Stored items
//! slip-store
//!
//! Abstracción del almacenamiento de registros (colaborador externo del
//! portal). El núcleo sólo conoce operaciones estilo tabla sobre registros
//! JSON neutrales: `select`, `insert`, `update`, `delete` y `select_one`,
//! todas filtradas por igualdad de campos.
//!
//! Módulos:
//! - `store`: trait `RecordStore` y tablas (`branches`, `slips`, `requests`).
//! - `filter`: conjunción de igualdades campo = valor.
//! - `memory`: implementación en memoria con orden de inserción estable.
//! - `error`: variantes semánticas de error de almacenamiento.

pub mod error;
pub mod filter;
pub mod memory;
pub mod store;

pub use error::StoreError;
pub use filter::Filter;
pub use memory::InMemoryRecordStore;
pub use store::{Record, RecordStore, Table};
//! Estado transitorio del formulario de carga de slips.
//!
//! Modela los campos que el renderizador de formularios presenta a la
//! sucursal: semana, tipo de slip, cantidad, identificadores por unidad,
//! imagen subida y repartidor. Al agregar una entrada al ledger el formulario
//! se limpia para que la próxima carga empiece en blanco.

use slip_core::{fingerprint, PortalError};
use slip_domain::{Branch, DraftSlip, SlipType};

/// Imagen subida: bytes crudos y nombre de archivo original. Vive sólo en
/// memoria de la sesión; nunca se persiste como archivo.
#[derive(Debug, Clone, PartialEq, Eq)]
pub struct UploadedImage {
    pub bytes: Vec<u8>,
    pub filename: String,
}

#[derive(Debug, Clone, Default)]
pub struct SlipForm {
    week: Option<String>,
    slip_type: Option<SlipType>,
    qty: u32,
    ids: Vec<String>,
    rider: Option<String>,
    image: Option<UploadedImage>,
}

impl SlipForm {
    pub fn new() -> Self {
        Self::default()
    }

    pub fn select_week(&mut self, label: &str) {
        self.week = Some(label.to_string());
    }

    pub fn select_type(&mut self, slip_type: SlipType) {
        self.slip_type = Some(slip_type);
    }

    /// Fija la cantidad y ajusta la lista de identificadores a ese largo.
    pub fn set_qty(&mut self, qty: u32) {
        self.qty = qty;
        self.ids.resize(qty as usize, String::new());
    }

    /// Carga el identificador de la unidad `index` (0-based).
    pub fn set_id(&mut self, index: usize, value: &str) -> Result<(), PortalError> {
        let slot = self.ids.get_mut(index).ok_or(PortalError::OutOfRange(index))?;
        *slot = value.trim().to_string();
        Ok(())
    }

    pub fn select_rider(&mut self, rider: &str) {
        self.rider = Some(rider.trim().to_string());
    }

    pub fn attach_image(&mut self, bytes: Vec<u8>, filename: &str) {
        self.image = Some(UploadedImage { bytes, filename: filename.to_string() });
    }

    /// Comisión que mostraría el formulario con los valores actuales.
    pub fn commission_preview(&self) -> u32 {
        self.slip_type.map_or(0, |t| t.commission(self.qty))
    }

    /// Valida los campos y construye el borrador para la sucursal dada,
    /// calculando el fingerprint de la imagen. El formulario no se modifica;
    /// la limpieza ocurre recién cuando el ledger acepta la entrada.
    ///
    /// # Errores
    /// `Validation` si falta la semana, el tipo, la imagen o el repartidor, o
    /// si el repartidor no pertenece a la sucursal.
    pub fn build_draft(&self, branch: &Branch) -> Result<DraftSlip, PortalError> {
        let week = self.week.as_deref()
                       .ok_or_else(|| PortalError::Validation("debe seleccionar una semana".to_string()))?;
        let slip_type = self.slip_type
                            .ok_or_else(|| PortalError::Validation("debe seleccionar el tipo de slip".to_string()))?;
        let rider = self.rider.as_deref()
                        .ok_or_else(|| PortalError::Validation("debe seleccionar un repartidor".to_string()))?;
        if !branch.has_rider(rider) {
            return Err(PortalError::Validation(format!("el repartidor no pertenece a la sucursal: {rider}")));
        }
        let image = self.image.as_ref()
                        .ok_or_else(|| PortalError::Validation("debe subir una imagen del slip".to_string()))?;
        let img_hash = fingerprint(&image.bytes);
        let draft = DraftSlip::new(branch.code(),
                                   week,
                                   slip_type,
                                   self.qty,
                                   rider,
                                   self.ids.clone(),
                                   &img_hash,
                                   image.bytes.clone(),
                                   &image.filename)?;
        Ok(draft)
    }

    /// Vuelve el formulario al estado inicial en blanco.
    pub fn reset(&mut self) {
        *self = Self::default();
    }
}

_What to work on:_ Please transcribe every entry above exactly as it appears.

_Solution to the exercise:_
//! slip-store
//!
//! Abstracción del almacenamiento de registros (colaborador externo del
//! portal). El núcleo sólo conoce operaciones estilo tabla sobre registros
//! JSON neutrales: `select`, `insert`, `update`, `delete` y `select_one`,
//! todas filtradas por igualdad de campos.
//!
//! Módulos:
//! - `store`: trait `RecordStore` y tablas (`branches`, `slips`, `requests`).
//! - `filter`: conjunción de igualdades campo = valor.
//! - `memory`: implementación en memoria con orden de inserción estable.
//! - `error`: variantes semánticas de error de almacenamiento.

pub mod error;
pub mod filter;
pub mod memory;
pub mod store;

pub use error::StoreError;
pub use filter::Filter;
pub use memory::InMemoryRecordStore;
pub use store::{Record, RecordStore, Table};
//! Estado transitorio del formulario de carga de slips.
//!
//! Modela los campos que el renderizador de formularios presenta a la
//! sucursal: semana, tipo de slip, cantidad, identificadores por unidad,
//! imagen subida y repartidor. Al agregar una entrada al ledger el formulario
//! se limpia para que la próxima carga empiece en blanco.

use slip_core::{fingerprint, PortalError};
use slip_domain::{Branch, DraftSlip, SlipType};

/// Imagen subida: bytes crudos y nombre de archivo original. Vive sólo en
/// memoria de la sesión; nunca se persiste como archivo.
#[derive(Debug, Clone, PartialEq, Eq)]
pub struct UploadedImage {
    pub bytes: Vec<u8>,
    pub filename: String,
}

#[derive(Debug, Clone, Default)]
pub struct SlipForm {
    week: Option<String>,
    slip_type: Option<SlipType>,
    qty: u32,
    ids: Vec<String>,
    rider: Option<String>,
    image: Option<UploadedImage>,
}

impl SlipForm {
    pub fn new() -> Self {
        Self::default()
    }

    pub fn select_week(&mut self, label: &str) {
        self.week = Some(label.to_string());
    }

    pub fn select_type(&mut self, slip_type: SlipType) {
        self.slip_type = Some(slip_type);
    }

    /// Fija la cantidad y ajusta la lista de identificadores a ese largo.
    pub fn set_qty(&mut self, qty: u32) {
        self.qty = qty;
        self.ids.resize(qty as usize, String::new());
    }

    /// Carga el identificador de la unidad `index` (0-based).
    pub fn set_id(&mut self, index: usize, value: &str) -> Result<(), PortalError> {
        let slot = self.ids.get_mut(index).ok_or(PortalError::OutOfRange(index))?;
        *slot = value.trim().to_string();
        Ok(())
    }

    pub fn select_rider(&mut self, rider: &str) {
        self.rider = Some(rider.trim().to_string());
    }

    pub fn attach_image(&mut self, bytes: Vec<u8>, filename: &str) {
        self.image = Some(UploadedImage { bytes, filename: filename.to_string() });
    }

    /// Comisión que mostraría el formulario con los valores actuales.
    pub fn commission_preview(&self) -> u32 {
        self.slip_type.map_or(0, |t| t.commission(self.qty))
    }

    /// Valida los campos y construye el borrador para la sucursal dada,
    /// calculando el fingerprint de la imagen. El formulario no se modifica;
    /// la limpieza ocurre recién cuando el ledger acepta la entrada.
    ///
    /// # Errores
    /// `Validation` si falta la semana, el tipo, la imagen o el repartidor, o
    /// si el repartidor no pertenece a la sucursal.
    pub fn build_draft(&self, branch: &Branch) -> Result<DraftSlip, PortalError> {
        let week = self.week.as_deref()
                       .ok_or_else(|| PortalError::Validation("debe seleccionar una semana".to_string()))?;
        let slip_type = self.slip_type
                            .ok_or_else(|| PortalError::Validation("debe seleccionar el tipo de slip".to_string()))?;
        let rider = self.rider.as_deref()
                        .ok_or_else(|| PortalError::Validation("debe seleccionar un repartidor".to_string()))?;
        if !branch.has_rider(rider) {
            return Err(PortalError::Validation(format!("el repartidor no pertenece a la sucursal: {rider}")));
        }
        let image = self.image.as_ref()
                        .ok_or_else(|| PortalError::Validation("debe subir una imagen del slip".to_string()))?;
        let img_hash = fingerprint(&image.bytes);
        let draft = DraftSlip::new(branch.code(),
                                   week,
                                   slip_type,
                                   self.qty,
                                   rider,
                                   self.ids.clone(),
                                   &img_hash,
                                   image.bytes.clone(),
                                   &image.filename)?;
        Ok(draft)
    }

    /// Vuelve el formulario al estado inicial en blanco.
    pub fn reset(&mut self) {
        *self = Self::default();
    }
}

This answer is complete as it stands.